Come prepararsi alle aggregazioni professionali: la gestione delle risorse umane

Sappiamo che le attività professionali sono caratterizzate dalla prevalenza di elementi immateriali e che tali risorse e capacità determinano il successo dell’attività, se adeguatamente gestite e organizzate.

Sappiamo anche però che se non si valutano attentamente i rischi correlati alla gestione delle risorse umane si possono generare dei problemi di natura organizzativa, che inevitabilmente si riflettono sul piano finanziario, assumendo un peso rilevante soprattutto nell’ambito di un’operazione straordinaria di aggregazione o di cessione di uno studio professionale.

Come già ampiamente trattato nel recente contributo “Come Prepararsi All’aggregazione/Cessione Dello Studio Professionale?”, infatti, il passaggio generazionale delle attività ha come obiettivo, tra gli altri, quello di salvaguardare i rapporti con i dipendenti e i collaboratori.

Ma, come è possibile gestire questa fase in maniera ottimale, come è possibile trarne i maggiori benefici?

In uno scenario complesso e dinamico, quale quello attuale, la gestione della continuità deve tenere in considerazione alcune variabili che permettano di valorizzare la struttura dello studio professionale nell’ottica di prestazioni di servizi di qualità nei confronti dei clienti.

Perché se è vero che il valore di uno studio professionale è strettamente correlato alla ‘qualità’ del portafoglio clienti e dei rispettivi flussi finanziari, è pur vero che i clienti sono sempre più fidelizzati quando ricevono delle risposte  in tempi brevi, quando trovano le soluzioni ai problemi e sono assistiti da figure valide e competenti.

 E’ in tale contesto che riveste fondamentale importanza il grado di autonomia dello studio professionale, inteso quale capacità del professionista titolare (o dei soci) di delegare le attività nei confronti dello staff per poter gestire ogni richiesta e rispondere con un elevato grado di specializzazione alle esigenze della clientela.
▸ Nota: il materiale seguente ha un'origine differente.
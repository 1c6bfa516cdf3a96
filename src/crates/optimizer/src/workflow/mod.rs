//! Workflow orchestration module
//!
//! Runs the five-stage optimization pipeline and aggregates the per-stage
//! outcomes into a [`WorkflowResult`].

pub mod orchestrator;
pub mod result;

pub use orchestrator::{
    WorkflowOrchestrator, DECONSTRUCTION_PLACEHOLDER, DIAGNOSIS_PLACEHOLDER, SAMPLE_PLACEHOLDER,
};
pub use result::{ModeUsed, StageResults, StepError, StepOutput, StepResult, WorkflowResult};
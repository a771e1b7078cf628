//! Bounds-checked little-endian cursor over a frame.

use super::types::ResultCode;

/// Reads past the end yield `INC_DATAFORM` instead of panicking.
pub(crate) struct Cursor<'a> {
    buf: &'a [u8],
    pos: usize,
}

impl<'a> Cursor<'a> {
    pub(crate) fn new(buf: &'a [u8]) -> Self {
        Self { buf, pos: 0 }
    }

    pub(crate) fn remaining(&self) -> usize {
        self.buf.len() - self.pos
    }

    pub(crate) fn take(&mut self, len: usize) -> Result<&'a [u8], ResultCode> {
        let end = self.pos.checked_add(len).ok_or(ResultCode::IncorrectDataForm)?;
        let slice = self.buf.get(self.pos..end).ok_or(ResultCode::IncorrectDataForm)?;
        self.pos = end;
        Ok(slice)
    }

    pub(crate) fn skip(&mut self, len: usize) -> Result<(), ResultCode> {
        self.take(len).map(|_| ())
    }

    pub(crate) fn read_u8(&mut self) -> Result<u8, ResultCode> {
        Ok(self.take(1)?[0])
    }

    pub(crate) fn read_u16(&mut self) -> Result<u16, ResultCode> {
        let b = self.take(2)?;
        Ok(u16::from_le_bytes([b[0], b[1]]))
    }

    pub(crate) fn read_u32(&mut self) -> Result<u32, ResultCode> {
        let b = self.take(4)?;
        Ok(u32::from_le_bytes([b[0], b[1], b[2], b[3]]))
    }
}
//! Persistence collaborator used by the protocol handlers.
//!
//! [`crate::db::PgStore`] is the production implementation; [`MemoryStore`]
//! backs tests and `serve --memory` runs.

mod memory;

pub use memory::MemoryStore;

use std::future::Future;

use chrono::{DateTime, Utc};

use crate::analytics::TrackPoint;
use crate::error::Result;
use crate::models::{BinaryPosition, ClientBinding, ExtendedPosition, LoginRecord, ShortPosition};

/// Durable storage for logins, bindings and positions.
///
/// Implementations retry transient failures themselves; an `Err` means the
/// operation is lost for the current frame.
pub trait Store: Send + Sync + 'static {
    /// Record a device login. Repeated logins of one IMEI are a no-op.
    fn save_login(&self, record: &LoginRecord) -> impl Future<Output = Result<()>> + Send;

    fn save_short_position(&self, record: &ShortPosition) -> impl Future<Output = Result<()>> + Send;

    fn save_extended_position(&self, record: &ExtendedPosition) -> impl Future<Output = Result<()>> + Send;

    /// Bind a peer ip to a device, replacing an earlier binding for that ip.
    fn save_client_binding(&self, binding: &ClientBinding) -> impl Future<Output = Result<()>> + Send;

    fn lookup_imei_by_ip(&self, ip: &str) -> impl Future<Output = Result<Option<String>>> + Send;

    fn save_binary_position(&self, record: &BinaryPosition) -> impl Future<Output = Result<()>> + Send;

    /// Wialon positions of `imei` with `from <= timestamp <= to`, oldest first.
    fn positions_in_range(
        &self,
        imei: &str,
        from: DateTime<Utc>,
        to: DateTime<Utc>,
    ) -> impl Future<Output = Result<Vec<TrackPoint>>> + Send;
}
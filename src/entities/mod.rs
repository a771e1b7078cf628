//! sea-orm entities for the `gpswe` schema.

pub mod prelude;

pub mod binary_position;
pub mod client_binding;
pub mod extended_position;
pub mod login;
pub mod short_position;
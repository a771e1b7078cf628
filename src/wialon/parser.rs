//! Wialon frame parsing and validation.

use chrono::{NaiveDate, NaiveTime};

use super::types::{
    ADC, ALT, COURSE, DATE, FRAME_CRC, Field, FrameKind, HDOP, IBUTTON, INPUTS, LAT, LAT_SIGN, LON, LON_SIGN,
    NOT_AVAILABLE, OUTPUTS, PARAMS, ReplyCode, SATS, SPEED, TIME,
};
use super::validators::{
    Axis, NumericField, Validation, check_adc, check_coord, check_date, check_hdop, check_number, check_params,
    check_time,
};
use crate::checksum::checksum;
use crate::models::{ExtendedPosition, LoginRecord, PositionReport, ShortPosition};

/// A frame split into its type and `;`-separated body.
#[derive(Debug, Clone, Copy, PartialEq, Eq)]
pub struct RawFrame<'a> {
    pub kind: FrameKind,
    pub body: &'a str,
}

/// Split `#TYPE#body` into kind and body.
///
/// Returns `None` for lines that are not Wialon frames or carry a type this
/// server does not handle.
pub fn parse_frame(line: &str) -> Option<RawFrame<'_>> {
    let (marker, body) = line.strip_prefix('#')?.split_once('#')?;
    let kind = FrameKind::from_marker(marker)?;
    Some(RawFrame { kind, body })
}

/// Fields of `body`, checked against the expected count.
fn split_fields(body: &str, kind: FrameKind) -> Option<Vec<&str>> {
    let fields: Vec<&str> = body.split(';').collect();
    (fields.len() == kind.field_count()).then_some(fields)
}

/// Checksum token, a decimal CRC-16 value.
fn parse_checksum(token: &str) -> Option<u16> {
    if token.is_empty() || !token.bytes().all(|b| b.is_ascii_digit()) {
        return None;
    }
    token.parse().ok()
}

/// Everything the checksum covers: the body up to and including the last `;`.
fn checksum_span(body: &str) -> &str {
    body.rfind(';').map_or("", |pos| &body[..=pos])
}

fn checksum_matches(body: &str, expected: u16) -> bool {
    checksum(checksum_span(body).as_bytes(), FRAME_CRC) == expected
}

/// Validate a login frame body.
///
/// `0` for structure or version problems, `10` for a checksum mismatch.
pub fn login_check(body: &str, expected_version: &str) -> Result<LoginRecord, ReplyCode> {
    let fields = split_fields(body, FrameKind::Login).ok_or(ReplyCode::LoginRejected)?;
    let (version, imei, password, crc_token) = (fields[0], fields[1], fields[2], fields[3]);

    if imei.is_empty() {
        return Err(ReplyCode::LoginRejected);
    }
    let expected_crc = parse_checksum(crc_token).ok_or(ReplyCode::LoginRejected)?;
    if version != expected_version {
        return Err(ReplyCode::LoginRejected);
    }
    if !checksum_matches(body, expected_crc) {
        return Err(ReplyCode::LoginChecksum);
    }

    let password = (!password.is_empty() && !password.eq_ignore_ascii_case(NOT_AVAILABLE)).then(|| password.to_string());

    Ok(LoginRecord {
        imei: imei.to_string(),
        protocol_version: version.to_string(),
        password,
        checksum: expected_crc,
    })
}

/// Values accumulated while the pipeline runs.
#[derive(Debug, Default)]
struct PositionDraft {
    date: Option<NaiveDate>,
    time: Option<NaiveTime>,
    latitude: Option<f64>,
    longitude: Option<f64>,
    altitude: Option<i32>,
    speed: Option<i32>,
    course: Option<i32>,
    satellites: Option<i32>,
    hdop: Option<f64>,
    inputs: Option<i32>,
    outputs: Option<i32>,
    adc: Option<String>,
    params: Option<String>,
}

impl Field {
    /// Run this field's validator against its token.
    fn apply(self, tokens: &[&str], draft: &mut PositionDraft) -> Validation<()> {
        match self {
            Self::Date => draft.date = Some(check_date(tokens[DATE])?),
            Self::Time => draft.time = Some(check_time(tokens[TIME])?),
            Self::Latitude => draft.latitude = Some(check_coord(tokens[LAT], tokens[LAT_SIGN], Axis::Latitude)?),
            Self::Longitude => {
                draft.longitude = Some(check_coord(tokens[LON], tokens[LON_SIGN], Axis::Longitude)?)
            }
            Self::Altitude => draft.altitude = check_number(tokens[ALT], NumericField::Altitude)?,
            Self::Speed => draft.speed = check_number(tokens[SPEED], NumericField::Speed)?,
            Self::Course => draft.course = check_number(tokens[COURSE], NumericField::Course)?,
            Self::Satellites => draft.satellites = check_number(tokens[SATS], NumericField::Satellites)?,
            Self::Hdop => draft.hdop = check_hdop(tokens[HDOP])?,
            Self::Inputs => draft.inputs = check_number(tokens[INPUTS], NumericField::Inputs)?,
            Self::Outputs => draft.outputs = check_number(tokens[OUTPUTS], NumericField::Outputs)?,
            Self::Adc => draft.adc = check_adc(tokens[ADC])?,
            Self::Params => draft.params = check_params(tokens[PARAMS])?,
        }
        Ok(())
    }
}

/// A position frame that passed every check, not yet tied to a device.
#[derive(Debug, Clone, PartialEq)]
pub struct ValidatedPosition {
    kind: FrameKind,
    short: ShortPosition,
    hdop: Option<f64>,
    inputs: Option<i32>,
    outputs: Option<i32>,
    adc: Option<String>,
    ibutton: Option<String>,
    params: Option<String>,
}

impl ValidatedPosition {
    pub fn kind(&self) -> FrameKind {
        self.kind
    }

    /// Stamp the device identity resolved from the client binding.
    pub fn attribute(self, imei: &str) -> PositionReport {
        let mut short = self.short;
        short.imei = imei.to_string();
        match self.kind {
            FrameKind::Extended => PositionReport::Extended(ExtendedPosition {
                position: short,
                hdop: self.hdop,
                inputs: self.inputs,
                outputs: self.outputs,
                adc: self.adc,
                ibutton: self.ibutton,
                params: self.params,
            }),
            _ => PositionReport::Short(short),
        }
    }
}

/// Validate a short or extended position frame body.
///
/// Validators run in pipeline order and the first failure wins; the checksum
/// is only compared once every field passed.
pub fn position_check(body: &str, kind: FrameKind) -> Result<ValidatedPosition, ReplyCode> {
    if kind == FrameKind::Login {
        return Err(ReplyCode::Malformed);
    }
    let tokens = split_fields(body, kind).ok_or(ReplyCode::Malformed)?;
    let expected_crc = tokens.last().and_then(|t| parse_checksum(t)).ok_or(ReplyCode::Malformed)?;

    let mut draft = PositionDraft::default();
    for field in kind.pipeline() {
        field.apply(&tokens, &mut draft)?;
    }

    if !checksum_matches(body, expected_crc) {
        return Err(kind.checksum_error());
    }

    let (Some(date), Some(time), Some(latitude), Some(longitude)) =
        (draft.date, draft.time, draft.latitude, draft.longitude)
    else {
        return Err(ReplyCode::Malformed);
    };

    let ibutton = match kind {
        FrameKind::Extended => Some(tokens[IBUTTON])
            .filter(|t| !t.is_empty() && !t.eq_ignore_ascii_case(NOT_AVAILABLE))
            .map(str::to_string),
        _ => None,
    };

    Ok(ValidatedPosition {
        kind,
        short: ShortPosition {
            imei: String::new(),
            date,
            time,
            latitude,
            latitude_hemisphere: tokens[LAT_SIGN].to_ascii_uppercase(),
            longitude,
            longitude_hemisphere: tokens[LON_SIGN].to_ascii_uppercase(),
            speed: draft.speed,
            course: draft.course,
            altitude: draft.altitude,
            satellites: draft.satellites,
            checksum: expected_crc,
        },
        hdop: draft.hdop,
        inputs: draft.inputs,
        outputs: draft.outputs,
        adc: draft.adc,
        ibutton,
        params: draft.params,
    })
}
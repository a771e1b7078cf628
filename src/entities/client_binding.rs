use sea_orm::entity::prelude::*;

/// Last known peer address of a logged-in device, one row per ip.
#[derive(Clone, Debug, PartialEq, DeriveEntityModel)]
#[sea_orm(schema_name = "gpswe", table_name = "client")]
pub struct Model {
    #[sea_orm(primary_key, auto_increment = false)]
    pub ip: String,
    pub port: i32,
    pub imei: String,
}

#[derive(Copy, Clone, Debug, EnumIter, DeriveRelation)]
pub enum Relation {
    #[sea_orm(
        belongs_to = "super::login::Entity",
        from = "Column::Imei",
        to = "super::login::Column::Imei",
        on_update = "NoAction",
        on_delete = "Cascade"
    )]
    Login,
}

impl Related<super::login::Entity> for Entity {
    fn to() -> RelationDef {
        Relation::Login.def()
    }
}

impl ActiveModelBehavior for ActiveModel {}
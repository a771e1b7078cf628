//! Data models for device logins, bindings and position records.

pub mod client;
pub mod egts;
pub mod wialon;

pub use client::ClientBinding;
pub use egts::BinaryPosition;
pub use wialon::{ExtendedPosition, LoginRecord, PositionReport, ShortPosition};
pub use super::binary_position::Entity as BinaryPosition;
pub use super::client_binding::Entity as ClientBinding;
pub use super::extended_position::Entity as ExtendedPosition;
pub use super::login::Entity as Login;
pub use super::short_position::Entity as ShortPosition;
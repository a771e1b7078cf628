//! Database connection pool, schema bootstrap and retry policy.

use std::future::Future;
use std::time::Duration;

use sea_orm::{ConnectOptions, ConnectionTrait, Database, DatabaseConnection, DbErr};
use tracing::log::LevelFilter;
use tracing::warn;

use crate::config::DatabaseConfig;

/// Longest single backoff sleep.
const MAX_RETRY_DELAY: Duration = Duration::from_secs(30);

const INIT_SCHEMA: &str = r#"
    CREATE SCHEMA IF NOT EXISTS gpswe;

    CREATE TABLE IF NOT EXISTS gpswe.wialon_login (
        imei TEXT PRIMARY KEY,
        protocol_version TEXT NOT NULL,
        password TEXT,
        crc16 INTEGER NOT NULL,
        created TIMESTAMPTZ NOT NULL DEFAULT now()
    );

    CREATE TABLE IF NOT EXISTS gpswe.wialon_cut_data (
        id BIGSERIAL PRIMARY KEY,
        imei TEXT NOT NULL REFERENCES gpswe.wialon_login(imei) ON DELETE CASCADE,
        date DATE NOT NULL,
        time TIME NOT NULL,
        lat_deg DOUBLE PRECISION NOT NULL,
        lat_sign TEXT NOT NULL,
        long_deg DOUBLE PRECISION NOT NULL,
        long_sign TEXT NOT NULL,
        speed INTEGER,
        course INTEGER,
        alt INTEGER,
        sats INTEGER,
        crc16 INTEGER NOT NULL,
        created TIMESTAMPTZ NOT NULL DEFAULT now()
    );
    CREATE INDEX IF NOT EXISTS wialon_cut_data_imei_date_idx ON gpswe.wialon_cut_data (imei, date);

    CREATE TABLE IF NOT EXISTS gpswe.wialon_extend_data (
        id BIGSERIAL PRIMARY KEY,
        imei TEXT NOT NULL REFERENCES gpswe.wialon_login(imei) ON DELETE CASCADE,
        date DATE NOT NULL,
        time TIME NOT NULL,
        lat_deg DOUBLE PRECISION NOT NULL,
        lat_sign TEXT NOT NULL,
        long_deg DOUBLE PRECISION NOT NULL,
        long_sign TEXT NOT NULL,
        speed INTEGER,
        course INTEGER,
        alt INTEGER,
        sats INTEGER,
        crc16 INTEGER NOT NULL,
        hdop DOUBLE PRECISION,
        inputs INTEGER,
        outputs INTEGER,
        adc TEXT,
        ibutton TEXT,
        params TEXT,
        created TIMESTAMPTZ NOT NULL DEFAULT now()
    );
    CREATE INDEX IF NOT EXISTS wialon_extend_data_imei_date_idx ON gpswe.wialon_extend_data (imei, date);

    CREATE TABLE IF NOT EXISTS gpswe.client (
        ip TEXT PRIMARY KEY,
        port INTEGER NOT NULL,
        imei TEXT NOT NULL REFERENCES gpswe.wialon_login(imei) ON DELETE CASCADE
    );

    CREATE TABLE IF NOT EXISTS gpswe.egts_data (
        id BIGSERIAL PRIMARY KEY,
        oid BIGINT NOT NULL,
        date DATE NOT NULL,
        time TIME NOT NULL,
        lat_deg DOUBLE PRECISION NOT NULL,
        long_deg DOUBLE PRECISION NOT NULL,
        speed DOUBLE PRECISION NOT NULL,
        course INTEGER NOT NULL,
        created TIMESTAMPTZ NOT NULL DEFAULT now()
    );
"#;

/// Create a connection pool sized from the config.
pub async fn connect(config: &DatabaseConfig) -> Result<DatabaseConnection, DbErr> {
    let mut opt = ConnectOptions::new(config.connection_string());
    opt.max_connections(config.max_connections)
        .min_connections(1)
        .connect_timeout(Duration::from_secs(10))
        .idle_timeout(Duration::from_secs(300))
        .sqlx_logging(true)
        .sqlx_logging_level(LevelFilter::Debug);

    Database::connect(opt).await
}

/// Create the `gpswe` schema and its tables if missing.
pub async fn create_schema(db: &DatabaseConnection) -> Result<(), DbErr> {
    db.execute_unprepared(INIT_SCHEMA).await?;
    Ok(())
}

/// Exponential backoff for transient database failures.
#[derive(Debug, Clone, Copy, PartialEq, Eq)]
pub struct RetryPolicy {
    /// Total tries, the first one included.
    pub attempts: u32,
    pub base_delay: Duration,
}

impl RetryPolicy {
    pub fn from_config(config: &DatabaseConfig) -> Self {
        Self {
            attempts: config.retry_attempts.max(1),
            base_delay: Duration::from_millis(config.retry_base_delay_ms),
        }
    }

    /// Sleep before retry number `retry` (0-based): `base * 2^retry`, capped.
    pub fn delay(&self, retry: u32) -> Duration {
        let factor = 2u32.saturating_pow(retry);
        self.base_delay.saturating_mul(factor).min(MAX_RETRY_DELAY)
    }
}

/// Connectivity failures worth another try. Query errors are not.
pub fn is_transient(err: &DbErr) -> bool {
    matches!(err, DbErr::Conn(_) | DbErr::ConnectionAcquire(_))
}

/// Run `op` until it succeeds, fails permanently, or attempts run out.
pub async fn with_retry<T, F, Fut>(policy: RetryPolicy, what: &str, mut op: F) -> Result<T, DbErr>
where
    F: FnMut() -> Fut,
    Fut: Future<Output = Result<T, DbErr>>,
{
    let mut retry = 0;
    loop {
        match op().await {
            Ok(value) => return Ok(value),
            Err(e) if is_transient(&e) && retry + 1 < policy.attempts => {
                let delay = policy.delay(retry);
                warn!("{what} failed ({e}), retrying in {delay:?}");
                tokio::time::sleep(delay).await;
                retry += 1;
            }
            Err(e) => return Err(e),
        }
    }
}
use sea_orm::entity::prelude::*;

#[derive(Clone, Debug, PartialEq, DeriveEntityModel)]
#[sea_orm(schema_name = "gpswe", table_name = "wialon_extend_data")]
pub struct Model {
    #[sea_orm(primary_key)]
    pub id: i64,
    pub imei: String,
    pub date: Date,
    pub time: Time,
    #[sea_orm(column_type = "Double")]
    pub lat_deg: f64,
    pub lat_sign: String,
    #[sea_orm(column_type = "Double")]
    pub long_deg: f64,
    pub long_sign: String,
    pub speed: Option<i32>,
    pub course: Option<i32>,
    pub alt: Option<i32>,
    pub sats: Option<i32>,
    pub crc16: i32,
    #[sea_orm(column_type = "Double", nullable)]
    pub hdop: Option<f64>,
    pub inputs: Option<i32>,
    pub outputs: Option<i32>,
    pub adc: Option<String>,
    pub ibutton: Option<String>,
    pub params: Option<String>,
    pub created: DateTimeWithTimeZone,
}

#[derive(Copy, Clone, Debug, EnumIter, DeriveRelation)]
pub enum Relation {
    #[sea_orm(
        belongs_to = "super::login::Entity",
        from = "Column::Imei",
        to = "super::login::Column::Imei",
        on_update = "NoAction",
        on_delete = "Cascade"
    )]
    Login,
}

impl Related<super::login::Entity> for Entity {
    fn to() -> RelationDef {
        Relation::Login.def()
    }
}

impl ActiveModelBehavior for ActiveModel {}
//! CRC checksums shared by both protocol codecs.

use crc::{CRC_8_SMBUS, CRC_16_ARC, CRC_16_IBM_3740, Crc};

const CRC8: Crc<u8> = Crc::<u8>::new(&CRC_8_SMBUS);
const CRC16: Crc<u16> = Crc::<u16>::new(&CRC_16_ARC);
const CRC16_CCITT_FALSE: Crc<u16> = Crc::<u16>::new(&CRC_16_IBM_3740);

/// Named checksum algorithms.
#[derive(Debug, Clone, Copy, PartialEq, Eq)]
pub enum CrcAlgorithm {
    /// CRC-8 (poly 0x07, init 0x00). EGTS header checksum.
    Crc8,
    /// CRC-16/ARC (poly 0x8005 reflected, init 0x0000). Wialon frame checksum.
    Crc16,
    /// CRC-16/CCITT-FALSE (poly 0x1021, init 0xFFFF). EGTS payload checksum.
    Crc16CcittFalse,
}

/// Compute `algorithm` over `data`. 8-bit results are widened.
pub fn checksum(data: &[u8], algorithm: CrcAlgorithm) -> u16 {
    match algorithm {
        CrcAlgorithm::Crc8 => u16::from(CRC8.checksum(data)),
        CrcAlgorithm::Crc16 => CRC16.checksum(data),
        CrcAlgorithm::Crc16CcittFalse => CRC16_CCITT_FALSE.checksum(data),
    }
}

/// EGTS header checksum.
pub fn crc8(data: &[u8]) -> u8 {
    CRC8.checksum(data)
}
use sea_orm::entity::prelude::*;

#[derive(Clone, Debug, PartialEq, DeriveEntityModel)]
#[sea_orm(schema_name = "gpswe", table_name = "wialon_cut_data")]
pub struct Model {
    #[sea_orm(primary_key)]
    pub id: i64,
    pub imei: String,
    pub date: Date,
    pub time: Time,
    #[sea_orm(column_type = "Double")]
    pub lat_deg: f64,
    pub lat_sign: String,
    #[sea_orm(column_type = "Double")]
    pub long_deg: f64,
    pub long_sign: String,
    pub speed: Option<i32>,
    pub course: Option<i32>,
    pub alt: Option<i32>,
    pub sats: Option<i32>,
    pub crc16: i32,
    pub created: DateTimeWithTimeZone,
}

#[derive(Copy, Clone, Debug, EnumIter, DeriveRelation)]
pub enum Relation {
    #[sea_orm(
        belongs_to = "super::login::Entity",
        from = "Column::Imei",
        to = "super::login::Column::Imei",
        on_update = "NoAction",
        on_delete = "Cascade"
    )]
    Login,
}

impl Related<super::login::Entity> for Entity {
    fn to() -> RelationDef {
        Relation::Login.def()
    }
}

impl ActiveModelBehavior for ActiveModel {}
//! Wialon frame kinds, reply codes and field layout.

use std::fmt;

use crate::checksum::CrcAlgorithm;

/// Line terminator separating frames on the wire.
pub const FRAME_SEPARATOR: &str = "\r\n";

/// Checksum used for every Wialon frame.
pub(crate) const FRAME_CRC: CrcAlgorithm = CrcAlgorithm::Crc16;

/// Marker for an absent value in position fields.
pub(crate) const NOT_AVAILABLE: &str = "NA";

/// Longest accepted parameter name.
pub(crate) const MAX_PARAM_NAME_LEN: usize = 40;

/// Frame types handled by the server.
#[derive(Debug, Clone, Copy, PartialEq, Eq)]
pub enum FrameKind {
    /// `#L#`
    Login,
    /// `#SD#`
    Short,
    /// `#D#`
    Extended,
}

impl FrameKind {
    /// Match the type marker between the leading `#` pair, ignoring case.
    pub fn from_marker(marker: &str) -> Option<Self> {
        match marker.to_ascii_uppercase().as_str() {
            "L" => Some(Self::Login),
            "SD" => Some(Self::Short),
            "D" => Some(Self::Extended),
            _ => None,
        }
    }

    /// Reply prefix, e.g. `#AL#`.
    pub fn reply_marker(self) -> &'static str {
        match self {
            Self::Login => "#AL#",
            Self::Short => "#ASD#",
            Self::Extended => "#AD#",
        }
    }

    /// Number of `;`-separated fields, checksum included.
    pub fn field_count(self) -> usize {
        match self {
            Self::Login => 4,
            Self::Short => 11,
            Self::Extended => 17,
        }
    }

    /// Ordered validators for position frames. Empty for login.
    pub(crate) fn pipeline(self) -> &'static [Field] {
        match self {
            Self::Login => &[],
            Self::Short => SHORT_PIPELINE,
            Self::Extended => EXTENDED_PIPELINE,
        }
    }

    /// Code returned when the frame checksum does not match.
    pub fn checksum_error(self) -> ReplyCode {
        match self {
            Self::Login => ReplyCode::LoginChecksum,
            Self::Short => ReplyCode::ShortChecksum,
            Self::Extended => ReplyCode::ExtendedChecksum,
        }
    }
}

/// Validation failure classes, one per validator family.
#[derive(Debug, Clone, Copy, PartialEq, Eq)]
pub enum FieldError {
    DateTime,
    Coord,
    SpeedCourseAlt,
    SatsHdop,
    InputsOutputs,
    Adc,
    Params,
    ParamsLenLimit,
    ParamsSpace,
}

impl FieldError {
    /// Wire code sent back to the device.
    pub fn code(self) -> &'static str {
        match self {
            Self::DateTime => "0",
            Self::Coord => "10",
            Self::SpeedCourseAlt => "11",
            Self::SatsHdop => "12",
            Self::InputsOutputs => "13",
            Self::Adc => "14",
            Self::Params => "15",
            Self::ParamsLenLimit => "15.1",
            Self::ParamsSpace => "15.2",
        }
    }
}

/// Status code carried in a `#A..#` reply.
#[derive(Debug, Clone, Copy, PartialEq, Eq)]
pub enum ReplyCode {
    /// Frame accepted.
    Accepted,
    /// Login structure or protocol version rejected.
    LoginRejected,
    /// Login checksum mismatch.
    LoginChecksum,
    /// Wrong field count or unparseable structure.
    Malformed,
    /// No login binding for the sending address.
    Unbound,
    /// A field failed validation.
    Field(FieldError),
    /// Short frame checksum mismatch.
    ShortChecksum,
    /// Extended frame checksum mismatch.
    ExtendedChecksum,
}

impl ReplyCode {
    pub fn as_str(self) -> &'static str {
        match self {
            Self::Accepted => "1",
            Self::LoginRejected => "0",
            Self::LoginChecksum => "10",
            Self::Malformed | Self::Unbound => "-1",
            Self::Field(e) => e.code(),
            Self::ShortChecksum => "13",
            Self::ExtendedChecksum => "16",
        }
    }

    /// Encode the full reply line for a frame of `kind`.
    pub fn reply(self, kind: FrameKind) -> String {
        format!("{}{}{}", kind.reply_marker(), self.as_str(), FRAME_SEPARATOR)
    }
}

impl From<FieldError> for ReplyCode {
    fn from(e: FieldError) -> Self {
        Self::Field(e)
    }
}

impl fmt::Display for ReplyCode {
    fn fmt(&self, f: &mut fmt::Formatter<'_>) -> fmt::Result {
        f.write_str(self.as_str())
    }
}

/// Validated position fields, in pipeline order.
#[derive(Debug, Clone, Copy, PartialEq, Eq)]
pub(crate) enum Field {
    Date,
    Time,
    Latitude,
    Longitude,
    Altitude,
    Speed,
    Course,
    Satellites,
    Hdop,
    Inputs,
    Outputs,
    Adc,
    Params,
}

pub(crate) const SHORT_PIPELINE: &[Field] = &[
    Field::Date,
    Field::Time,
    Field::Latitude,
    Field::Longitude,
    Field::Altitude,
    Field::Speed,
    Field::Course,
    Field::Satellites,
];

pub(crate) const EXTENDED_PIPELINE: &[Field] = &[
    Field::Date,
    Field::Time,
    Field::Latitude,
    Field::Longitude,
    Field::Altitude,
    Field::Speed,
    Field::Course,
    Field::Satellites,
    Field::Hdop,
    Field::Inputs,
    Field::Outputs,
    Field::Adc,
    Field::Params,
];

// Token positions inside a position frame. Short frames stop after SATS.
pub(crate) const DATE: usize = 0;
pub(crate) const TIME: usize = 1;
pub(crate) const LAT: usize = 2;
pub(crate) const LAT_SIGN: usize = 3;
pub(crate) const LON: usize = 4;
pub(crate) const LON_SIGN: usize = 5;
pub(crate) const SPEED: usize = 6;
pub(crate) const COURSE: usize = 7;
pub(crate) const ALT: usize = 8;
pub(crate) const SATS: usize = 9;
pub(crate) const HDOP: usize = 10;
pub(crate) const INPUTS: usize = 11;
pub(crate) const OUTPUTS: usize = 12;
pub(crate) const ADC: usize = 13;
pub(crate) const IBUTTON: usize = 14;
pub(crate) const PARAMS: usize = 15;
La capacità di strutturare un modello organizzativo favorisce una gestione più efficiente ed efficace delle attività, a prescindere dalla tipologia dei servizi erogati e dalla dimensione dello studio professionale.

Passaggio che potrà sembrare scontato, tuttavia, proprio in questa fase, spesso ci si dimentica di pianificare e innovare.

Innovazione, intesa non solo nell’ottica degli investimenti tecnologici ma anche e soprattutto in nuovi modelli di gestione delle risorse, che permettono di soddisfare e fidelizzare la clientela esistente e creare nuove relazioni.